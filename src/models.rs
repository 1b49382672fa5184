use chrono::{NaiveDate, NaiveDateTime};
use diesel::prelude::*;
use rust_decimal::Decimal;
use uuid::Uuid;

use crate::schema::*;

#[derive(Debug, Clone, Queryable, Identifiable)]
#[diesel(table_name = accounts)]
pub struct Account {
    pub id: i64,
    pub username: String,
    pub first_name: String,
    pub last_name: String,
    pub email: String,
    pub password_hash: String,
    pub phone: Option<String>,
    pub address: Option<String>,
    pub date_of_birth: Option<NaiveDate>,
    pub position: Option<String>,
    pub role: String,
    pub department_id: Option<i64>,
    pub profile_image: Option<String>,
    pub is_active: bool,
    pub created_at: NaiveDateTime,
    pub updated_at: NaiveDateTime,
}

#[derive(Debug, Insertable)]
#[diesel(table_name = accounts)]
pub struct NewAccount {
    pub username: String,
    pub first_name: String,
    pub last_name: String,
    pub email: String,
    pub password_hash: String,
    pub phone: Option<String>,
    pub address: Option<String>,
    pub date_of_birth: Option<NaiveDate>,
    pub position: Option<String>,
    pub role: String,
    pub department_id: Option<i64>,
    pub is_active: bool,
}

#[derive(Debug, Clone, Queryable, Identifiable)]
#[diesel(table_name = departments)]
pub struct Department {
    pub id: i64,
    pub name: String,
    pub manager_id: Option<i64>,
    pub created_at: NaiveDateTime,
}

#[derive(Debug, Insertable)]
#[diesel(table_name = departments)]
pub struct NewDepartment {
    pub name: String,
    pub manager_id: Option<i64>,
}

#[derive(Debug, Clone, Queryable, Identifiable)]
#[diesel(table_name = employee_records)]
pub struct EmployeeRecord {
    pub id: i64,
    pub account_id: i64,
    pub contract_type: String,
    pub job_history: String,
    pub current_salary: Decimal,
    pub benefits: String,
}

#[derive(Debug, Insertable)]
#[diesel(table_name = employee_records)]
pub struct NewEmployeeRecord {
    pub account_id: i64,
    pub contract_type: String,
    pub job_history: String,
    pub current_salary: Decimal,
    pub benefits: String,
}

#[derive(Debug, Clone, Queryable, Identifiable)]
#[diesel(table_name = job_postings)]
pub struct JobPosting {
    pub id: i64,
    pub title: String,
    pub description: String,
    pub department_id: i64,
    pub created_at: NaiveDateTime,
    pub deadline: NaiveDateTime,
    pub updated_by: Option<i64>,
}

#[derive(Debug, Insertable)]
#[diesel(table_name = job_postings)]
pub struct NewJobPosting {
    pub title: String,
    pub description: String,
    pub department_id: i64,
    pub deadline: NaiveDateTime,
    pub updated_by: Option<i64>,
}

#[derive(Debug, Clone, Queryable, Identifiable, Associations)]
#[diesel(table_name = applications)]
#[diesel(belongs_to(JobPosting))]
pub struct Application {
    pub id: i64,
    pub job_posting_id: i64,
    pub applicant_name: String,
    pub applicant_email: String,
    pub resume: String,
    pub cover_letter: String,
    pub submitted_at: NaiveDateTime,
    pub status: String,
}

#[derive(Debug, Insertable)]
#[diesel(table_name = applications)]
pub struct NewApplication {
    pub job_posting_id: i64,
    pub applicant_name: String,
    pub applicant_email: String,
    pub resume: String,
    pub cover_letter: String,
    pub status: String,
}

#[derive(Debug, Clone, Queryable, Identifiable)]
#[diesel(table_name = applicants)]
pub struct Applicant {
    pub id: i64,
    pub status: String,
    pub created_at: NaiveDateTime,
}

#[derive(Debug, Insertable)]
#[diesel(table_name = applicants)]
pub struct NewApplicant {
    pub status: String,
}

#[derive(Debug, Clone, Queryable, Identifiable)]
#[diesel(table_name = leaves)]
pub struct Leave {
    pub id: i64,
    pub account_id: i64,
    pub start_date: NaiveDate,
    pub end_date: NaiveDate,
    pub leave_type: String,
    pub reason: String,
    pub approved: bool,
}

#[derive(Debug, Insertable)]
#[diesel(table_name = leaves)]
pub struct NewLeave {
    pub account_id: i64,
    pub start_date: NaiveDate,
    pub end_date: NaiveDate,
    pub leave_type: String,
    pub reason: String,
    pub approved: bool,
}

#[derive(Debug, Clone, Queryable, Identifiable)]
#[diesel(table_name = payrolls)]
pub struct Payroll {
    pub id: i64,
    pub account_id: i64,
    pub payment_date: NaiveDate,
    pub amount: Decimal,
    pub details: String,
}

#[derive(Debug, Insertable)]
#[diesel(table_name = payrolls)]
pub struct NewPayroll {
    pub account_id: i64,
    pub payment_date: NaiveDate,
    pub amount: Decimal,
    pub details: String,
}

#[derive(Debug, Clone, Queryable, Identifiable)]
#[diesel(table_name = performance_reviews)]
pub struct PerformanceReview {
    pub id: i64,
    pub account_id: i64,
    pub reviewer_id: Option<i64>,
    pub review_date: NaiveDate,
    pub comments: String,
    pub rating: i32,
}

#[derive(Debug, Insertable)]
#[diesel(table_name = performance_reviews)]
pub struct NewPerformanceReview {
    pub account_id: i64,
    pub reviewer_id: Option<i64>,
    pub review_date: NaiveDate,
    pub comments: String,
    pub rating: i32,
}

#[derive(Debug, Clone, Queryable, Identifiable)]
#[diesel(table_name = compliance_reports)]
pub struct ComplianceReport {
    pub id: i64,
    pub report_name: String,
    pub generated_on: NaiveDateTime,
    pub file: String,
}

#[derive(Debug, Insertable)]
#[diesel(table_name = compliance_reports)]
pub struct NewComplianceReport {
    pub report_name: String,
    pub file: String,
}

#[derive(Debug, Clone, Queryable, Identifiable)]
#[diesel(table_name = tasks)]
pub struct Task {
    pub id: i64,
    pub title: String,
    pub description: String,
    pub status: String,
    pub priority: String,
    pub due_date: Option<NaiveDate>,
    pub department_id: Option<i64>,
    pub created_at: NaiveDateTime,
    pub updated_at: NaiveDateTime,
}

#[derive(Debug, Insertable)]
#[diesel(table_name = tasks)]
pub struct NewTask {
    pub title: String,
    pub description: String,
    pub status: String,
    pub priority: String,
    pub due_date: Option<NaiveDate>,
    pub department_id: Option<i64>,
}

#[derive(Debug, Clone, Queryable, Insertable)]
#[diesel(table_name = task_assignees)]
pub struct TaskAssignee {
    pub task_id: i64,
    pub account_id: i64,
}

#[derive(Debug, Clone, Queryable, Identifiable)]
#[diesel(table_name = task_comments)]
pub struct TaskComment {
    pub id: i64,
    pub task_id: i64,
    pub author_id: i64,
    pub comment: String,
    pub created_at: NaiveDateTime,
}

#[derive(Debug, Insertable)]
#[diesel(table_name = task_comments)]
pub struct NewTaskComment {
    pub task_id: i64,
    pub author_id: i64,
    pub comment: String,
}

#[derive(Debug, Clone, Queryable, Identifiable, Associations)]
#[diesel(table_name = refresh_tokens)]
#[diesel(belongs_to(Account))]
pub struct RefreshToken {
    pub id: Uuid,
    pub account_id: i64,
    pub token_hash: String,
    pub issued_at: NaiveDateTime,
    pub expires_at: NaiveDateTime,
    pub revoked_at: Option<NaiveDateTime>,
    pub created_at: NaiveDateTime,
    pub updated_at: NaiveDateTime,
}

#[derive(Debug, Insertable)]
#[diesel(table_name = refresh_tokens)]
pub struct NewRefreshToken {
    pub id: Uuid,
    pub account_id: i64,
    pub token_hash: String,
    pub issued_at: NaiveDateTime,
    pub expires_at: NaiveDateTime,
}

•••

* [WHAT TO DO]:
Each line must be given again exactly as written above.

* [THE COMPLETED TASK]:
filename src/models.rs
repository 1b49382672fa5184
use chrono::{NaiveDate, NaiveDateTime};
use diesel::prelude::*;
use rust_decimal::Decimal;
use uuid::Uuid;

use crate::schema::*;

#[derive(Debug, Clone, Queryable, Identifiable)]
#[diesel(table_name = accounts)]
pub struct Account {
    pub id: i64,
    pub username: String,
    pub first_name: String,
    pub last_name: String,
    pub email: String,
    pub password_hash: String,
    pub phone: Option<String>,
    pub address: Option<String>,
    pub date_of_birth: Option<NaiveDate>,
    pub position: Option<String>,
    pub role: String,
    pub department_id: Option<i64>,
    pub profile_image: Option<String>,
    pub is_active: bool,
    pub created_at: NaiveDateTime,
    pub updated_at: NaiveDateTime,
}

#[derive(Debug, Insertable)]
#[diesel(table_name = accounts)]
pub struct NewAccount {
    pub username: String,
    pub first_name: String,
    pub last_name: String,
    pub email: String,
    pub password_hash: String,
    pub phone: Option<String>,
    pub address: Option<String>,
    pub date_of_birth: Option<NaiveDate>,
    pub position: Option<String>,
    pub role: String,
    pub department_id: Option<i64>,
    pub is_active: bool,
}

#[derive(Debug, Clone, Queryable, Identifiable)]
#[diesel(table_name = departments)]
pub struct Department {
    pub id: i64,
    pub name: String,
    pub manager_id: Option<i64>,
    pub created_at: NaiveDateTime,
}

#[derive(Debug, Insertable)]
#[diesel(table_name = departments)]
pub struct NewDepartment {
    pub name: String,
    pub manager_id: Option<i64>,
}

#[derive(Debug, Clone, Queryable, Identifiable)]
#[diesel(table_name = employee_records)]
pub struct EmployeeRecord {
    pub id: i64,
    pub account_id: i64,
    pub contract_type: String,
    pub job_history: String,
    pub current_salary: Decimal,
    pub benefits: String,
}

#[derive(Debug, Insertable)]
#[diesel(table_name = employee_records)]
pub struct NewEmployeeRecord {
    pub account_id: i64,
    pub contract_type: String,
    pub job_history: String,
    pub current_salary: Decimal,
    pub benefits: String,
}

#[derive(Debug, Clone, Queryable, Identifiable)]
#[diesel(table_name = job_postings)]
pub struct JobPosting {
    pub id: i64,
    pub title: String,
    pub description: String,
    pub department_id: i64,
    pub created_at: NaiveDateTime,
    pub deadline: NaiveDateTime,
    pub updated_by: Option<i64>,
}

#[derive(Debug, Insertable)]
#[diesel(table_name = job_postings)]
pub struct NewJobPosting {
    pub title: String,
    pub description: String,
    pub department_id: i64,
    pub deadline: NaiveDateTime,
    pub updated_by: Option<i64>,
}

#[derive(Debug, Clone, Queryable, Identifiable, Associations)]
#[diesel(table_name = applications)]
#[diesel(belongs_to(JobPosting))]
pub struct Application {
    pub id: i64,
    pub job_posting_id: i64,
    pub applicant_name: String,
    pub applicant_email: String,
    pub resume: String,
    pub cover_letter: String,
    pub submitted_at: NaiveDateTime,
    pub status: String,
}

#[derive(Debug, Insertable)]
#[diesel(table_name = applications)]
pub struct NewApplication {
    pub job_posting_id: i64,
    pub applicant_name: String,
    pub applicant_email: String,
    pub resume: String,
    pub cover_letter: String,
    pub status: String,
}

#[derive(Debug, Clone, Queryable, Identifiable)]
#[diesel(table_name = applicants)]
pub struct Applicant {
    pub id: i64,
    pub status: String,
    pub created_at: NaiveDateTime,
}

#[derive(Debug, Insertable)]
#[diesel(table_name = applicants)]
pub struct NewApplicant {
    pub status: String,
}

#[derive(Debug, Clone, Queryable, Identifiable)]
#[diesel(table_name = leaves)]
pub struct Leave {
    pub id: i64,
    pub account_id: i64,
    pub start_date: NaiveDate,
    pub end_date: NaiveDate,
    pub leave_type: String,
    pub reason: String,
    pub approved: bool,
}

#[derive(Debug, Insertable)]
#[diesel(table_name = leaves)]
pub struct NewLeave {
    pub account_id: i64,
    pub start_date: NaiveDate,
    pub end_date: NaiveDate,
    pub leave_type: String,
    pub reason: String,
    pub approved: bool,
}

#[derive(Debug, Clone, Queryable, Identifiable)]
#[diesel(table_name = payrolls)]
pub struct Payroll {
    pub id: i64,
    pub account_id: i64,
    pub payment_date: NaiveDate,
    pub amount: Decimal,
    pub details: String,
}

#[derive(Debug, Insertable)]
#[diesel(table_name = payrolls)]
pub struct NewPayroll {
    pub account_id: i64,
    pub payment_date: NaiveDate,
    pub amount: Decimal,
    pub details: String,
}

#[derive(Debug, Clone, Queryable, Identifiable)]
#[diesel(table_name = performance_reviews)]
pub struct PerformanceReview {
    pub id: i64,
    pub account_id: i64,
    pub reviewer_id: Option<i64>,
    pub review_date: NaiveDate,
    pub comments: String,
    pub rating: i32,
}

#[derive(Debug, Insertable)]
#[diesel(table_name = performance_reviews)]
pub struct NewPerformanceReview {
    pub account_id: i64,
    pub reviewer_id: Option<i64>,
    pub review_date: NaiveDate,
    pub comments: String,
    pub rating: i32,
}

#[derive(Debug, Clone, Queryable, Identifiable)]
#[diesel(table_name = compliance_reports)]
pub struct ComplianceReport {
    pub id: i64,
    pub report_name: String,
    pub generated_on: NaiveDateTime,
    pub file: String,
}

#[derive(Debug, Insertable)]
#[diesel(table_name = compliance_reports)]
pub struct NewComplianceReport {
    pub report_name: String,
    pub file: String,
}

#[derive(Debug, Clone, Queryable, Identifiable)]
#[diesel(table_name = tasks)]
pub struct Task {
    pub id: i64,
    pub title: String,
    pub description: String,
    pub status: String,
    pub priority: String,
    pub due_date: Option<NaiveDate>,
    pub department_id: Option<i64>,
    pub created_at: NaiveDateTime,
    pub updated_at: NaiveDateTime,
}

#[derive(Debug, Insertable)]
#[diesel(table_name = tasks)]
pub struct NewTask {
    pub title: String,
    pub description: String,
    pub status: String,
    pub priority: String,
    pub due_date: Option<NaiveDate>,
    pub department_id: Option<i64>,
}

#[derive(Debug, Clone, Queryable, Insertable)]
#[diesel(table_name = task_assignees)]
pub struct TaskAssignee {
    pub task_id: i64,
    pub account_id: i64,
}

#[derive(Debug, Clone, Queryable, Identifiable)]
#[diesel(table_name = task_comments)]
pub struct TaskComment {
    pub id: i64,
    pub task_id: i64,
    pub author_id: i64,
    pub comment: String,
    pub created_at: NaiveDateTime,
}

#[derive(Debug, Insertable)]
#[diesel(table_name = task_comments)]
pub struct NewTaskComment {
    pub task_id: i64,
    pub author_id: i64,
    pub comment: String,
}

#[derive(Debug, Clone, Queryable, Identifiable, Associations)]
#[diesel(table_name = refresh_tokens)]
#[diesel(belongs_to(Account))]
pub struct RefreshToken {
    pub id: Uuid,
    pub account_id: i64,
    pub token_hash: String,
    pub issued_at: NaiveDateTime,
    pub expires_at: NaiveDateTime,
    pub revoked_at: Option<NaiveDateTime>,
    pub created_at: NaiveDateTime,
    pub updated_at: NaiveDateTime,
}

#[derive(Debug, Insertable)]
#[diesel(table_name = refresh_tokens)]
pub struct NewRefreshToken {
    pub id: Uuid,
    pub account_id: i64,
    pub token_hash: String,
    pub issued_at: NaiveDateTime,
    pub expires_at: NaiveDateTime,
}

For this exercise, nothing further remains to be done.